** Opening THE INPUT block **
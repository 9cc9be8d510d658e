//! # UI Components Module
//!
//! Renderers and primitives for the app's pages.
//!
//! ## Module Organization:
//! - `data_loading` - pending-operation completion and data refresh
//! - `styling` - background gradient and card painters
//! - `theme` - resolved color palettes and style application
//! - `ui_components` - Button/Text/Input primitives
//! - `header` - greeting, balance and tab navigation
//! - `dashboard_renderer` - summary cards, chart card, statement preview
//! - `chart_renderer` - entries/exits bar chart
//! - `transaction_table` - searchable, sortable statement with pagination
//! - `forms` - the new-transaction page
//! - `modals` - edit and delete dialogs
//! - `settings` - theme/accessibility preference controls

pub mod chart_renderer;
pub mod dashboard_renderer;
pub mod data_loading;
pub mod forms;
pub mod header;
pub mod modals;
pub mod settings;
pub mod styling;
pub mod theme;
pub mod transaction_table;
pub mod ui_components;

pub use styling::{card_frame, draw_card, draw_vertical_gradient};
pub use theme::Theme;
pub use ui_components::{
    card_title, labeled_input, text, themed_button, ButtonSize, ButtonVariant, TextVariant,
};
//! # Data Loading Module
//!
//! Completion of pending backend operations and the refresh pipeline that
//! keeps every page's state in sync with the mock ledger.
//!
//! All backend calls are queued with a deadline (`schedule`) and finished
//! here on the first frame past it, which gives the app the fixed
//! artificial delay of a network round trip without threads: one logical
//! actor, no cancellation, no retries.

use chrono::{DateTime, Datelike, Local};
use log::warn;
use std::time::Instant;

use crate::ui::app_state::{FinanceApp, PendingKind};
use shared::{calculate_stats, Transaction, TransactionFilters};

impl FinanceApp {
    /// Complete every pending operation whose deadline passed. Returns true
    /// while any remain, so the caller keeps repainting.
    pub fn process_pending(&mut self, now: Instant) -> bool {
        let mut due = Vec::new();
        self.pending.retain_mut(|op| {
            if now >= op.ready_at {
                due.push(std::mem::replace(&mut op.kind, PendingKind::LoadAll));
                false
            } else {
                true
            }
        });
        for kind in due {
            self.complete(kind);
        }
        !self.pending.is_empty()
    }

    fn complete(&mut self, kind: PendingKind) {
        let now = Instant::now();
        match kind {
            PendingKind::LoadAll => {
                self.refresh_data();
                self.ui.loading = false;
            }
            PendingKind::Submit(request) => {
                self.form.is_submitting = false;
                match self.backend.create_transaction(request) {
                    Ok(_) => {
                        self.form.clear();
                        self.ui.set_success("Transação criada com sucesso!", now);
                        self.refresh_data();
                    }
                    Err(e) => {
                        warn!("Transaction submission failed: {}", e);
                        self.ui.set_error(format!("Erro ao criar transação: {}", e));
                    }
                }
            }
            PendingKind::Update { id, update } => {
                match self.backend.update_transaction(&id, update) {
                    Ok(_) => {
                        self.edit_form = None;
                        self.ui
                            .set_success("Transação atualizada com sucesso!", now);
                        self.refresh_data();
                    }
                    Err(e) => {
                        warn!("Transaction update failed: {}", e);
                        self.ui
                            .set_error(format!("Erro ao atualizar transação: {}", e));
                    }
                }
            }
            PendingKind::Delete(id) => match self.backend.delete_transaction(&id) {
                Ok(()) => {
                    self.delete_confirm = None;
                    self.ui.set_success("Transação deletada com sucesso!", now);
                    self.refresh_data();
                }
                Err(e) => {
                    warn!("Transaction delete failed: {}", e);
                    self.ui
                        .set_error(format!("Erro ao deletar transação: {}", e));
                }
            },
        }
    }

    /// Re-read everything the pages show from the backend. Mutations call
    /// this synchronously: their delay already ran on the operation itself.
    pub fn refresh_data(&mut self) {
        match self.backend.list_transactions(&TransactionFilters::default()) {
            Ok(transactions) => {
                self.core.current_balance = self.backend.balance();

                let now = Local::now();
                let this_month = current_month_transactions(&transactions, now.year(), now.month());
                self.core.month_stats = Some(calculate_stats(&this_month));
                self.chart.prepare(&transactions, now.year(), now.month());

                self.table.set_transactions(transactions);
            }
            Err(e) => {
                warn!("Failed to load transactions: {}", e);
                self.ui
                    .set_error(format!("Erro ao carregar transações: {}", e));
            }
        }
    }
}

/// Transactions dated inside the given month
fn current_month_transactions(
    transactions: &[Transaction],
    year: i32,
    month: u32,
) -> Vec<Transaction> {
    transactions
        .iter()
        .filter(|t| {
            DateTime::parse_from_rfc3339(&t.date)
                .map(|d| d.year() == year && d.month() == month)
                .unwrap_or(false)
        })
        .cloned()
        .collect()
}
//! Edit dialog for statement rows: description, amount and category with
//! the same validation as the creation form.

use chrono::Local;
use eframe::egui;

use crate::backend::UpdateTransactionRequest;
use crate::ui::app_state::{FinanceApp, PendingKind};
use crate::ui::components::modals::backdrop_clicked_outside;
use crate::ui::components::ui_components::{
    labeled_input, text, themed_button, ButtonSize, ButtonVariant, TextVariant,
};
use shared::FormField;

const MODAL_SIZE: egui::Vec2 = egui::vec2(460.0, 360.0);

impl FinanceApp {
    pub fn render_edit_modal(&mut self, ctx: &egui::Context) {
        if self.edit_form.is_none() {
            return;
        }
        let just_opened = self
            .edit_form
            .as_ref()
            .map_or(false, |form| form.just_opened);
        let saving = self
            .pending
            .iter()
            .any(|op| matches!(op.kind, PendingKind::Update { .. }));

        let mut save = false;
        let mut close = false;
        let theme = self.theme.clone();

        egui::Area::new(egui::Id::new("edit_transaction_overlay"))
            .order(egui::Order::Foreground)
            .anchor(egui::Align2::CENTER_CENTER, egui::vec2(0.0, 0.0))
            .show(ctx, |ui| {
                if backdrop_clicked_outside(ctx, ui, MODAL_SIZE, just_opened) && !saving {
                    close = true;
                }

                let Some(form) = self.edit_form.as_mut() else {
                    return;
                };
                if form.validation.is_none() {
                    form.validate(Local::now().date_naive());
                }

                ui.allocate_ui_at_rect(
                    egui::Rect::from_center_size(ctx.screen_rect().center(), MODAL_SIZE),
                    |ui| {
                        egui::Frame::window(&ui.style())
                            .fill(theme.layout.card_background)
                            .stroke(egui::Stroke::new(2.0, theme.interactive.primary_fill))
                            .rounding(egui::Rounding::same(12.0))
                            .inner_margin(egui::Margin::same(20.0))
                            .show(ui, |ui| {
                                ui.set_min_size(MODAL_SIZE - egui::vec2(44.0, 44.0));
                                ui.vertical_centered(|ui| {
                                    ui.label(text(
                                        "Editar transação",
                                        TextVariant::Subtitle,
                                        theme.typography.heading,
                                    ));
                                });
                                ui.add_space(12.0);

                                let description_error = form.field_error(FormField::Description);
                                let description_response = labeled_input(
                                    ui,
                                    &theme,
                                    "Descrição",
                                    &mut form.description,
                                    "Descrição da transação",
                                    description_error.as_deref(),
                                    None,
                                );

                                ui.add_space(8.0);
                                ui.label(text(
                                    "Valor (R$)",
                                    TextVariant::TextSmallBold,
                                    theme.typography.primary,
                                ));
                                ui.add_space(4.0);
                                let amount_response = ui.add(
                                    egui::TextEdit::singleline(&mut form.amount_input)
                                        .hint_text("00,00")
                                        .desired_width(140.0),
                                );
                                if amount_response.changed() {
                                    form.on_amount_changed();
                                }
                                if let Some(error) = form.field_error(FormField::Amount) {
                                    ui.label(text(
                                        error,
                                        TextVariant::TextSmall,
                                        theme.feedback.error_text,
                                    ));
                                }

                                ui.add_space(8.0);
                                let category_error = form.field_error(FormField::Category);
                                let category_response = labeled_input(
                                    ui,
                                    &theme,
                                    "Categoria",
                                    &mut form.category,
                                    "Categoria",
                                    category_error.as_deref(),
                                    None,
                                );

                                if description_response.changed()
                                    || amount_response.changed()
                                    || category_response.changed()
                                {
                                    form.validate(Local::now().date_naive());
                                }

                                ui.add_space(16.0);
                                ui.vertical_centered(|ui| {
                                    if saving {
                                        ui.spinner();
                                        return;
                                    }
                                    ui.horizontal(|ui| {
                                        ui.add_space(70.0);
                                        let valid = form
                                            .validation
                                            .as_ref()
                                            .map_or(false, |v| v.is_valid);
                                        let response = themed_button(
                                            ui,
                                            &theme,
                                            "Salvar",
                                            ButtonVariant::Primary,
                                            ButtonSize::Medium,
                                            valid,
                                        );
                                        if !valid {
                                            response.clone().on_hover_text(
                                                "Corrija os erros acima para continuar",
                                            );
                                        }
                                        if response.clicked() && valid {
                                            save = true;
                                        }
                                        ui.add_space(16.0);
                                        if themed_button(
                                            ui,
                                            &theme,
                                            "Cancelar",
                                            ButtonVariant::Outline,
                                            ButtonSize::Medium,
                                            true,
                                        )
                                        .clicked()
                                        {
                                            close = true;
                                        }
                                    });
                                });
                            });
                    },
                );
            });

        if let Some(form) = &mut self.edit_form {
            form.just_opened = false;
        }

        if save {
            let request = self.edit_form.as_mut().and_then(|form| {
                if !form.validate(Local::now().date_naive()) {
                    return None;
                }
                form.cleaned_amount().map(|amount| {
                    (
                        form.transaction_id.clone(),
                        UpdateTransactionRequest {
                            description: form.description.trim().to_string(),
                            amount,
                            category: form.category.trim().to_string(),
                        },
                    )
                })
            });
            if let Some((id, update)) = request {
                self.schedule(PendingKind::Update { id, update });
            }
        }
        if close {
            self.edit_form = None;
        }
    }
}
** Closing THE INPUT block **
Which lines above include the string "year"? Show them.

→ **RESULT**:
                let this_month = current_month_transactions(&transactions, now.year(), now.month());
                self.chart.prepare(&transactions, now.year(), now.month());
    year: i32,
                .map(|d| d.year() == year && d.month() == month)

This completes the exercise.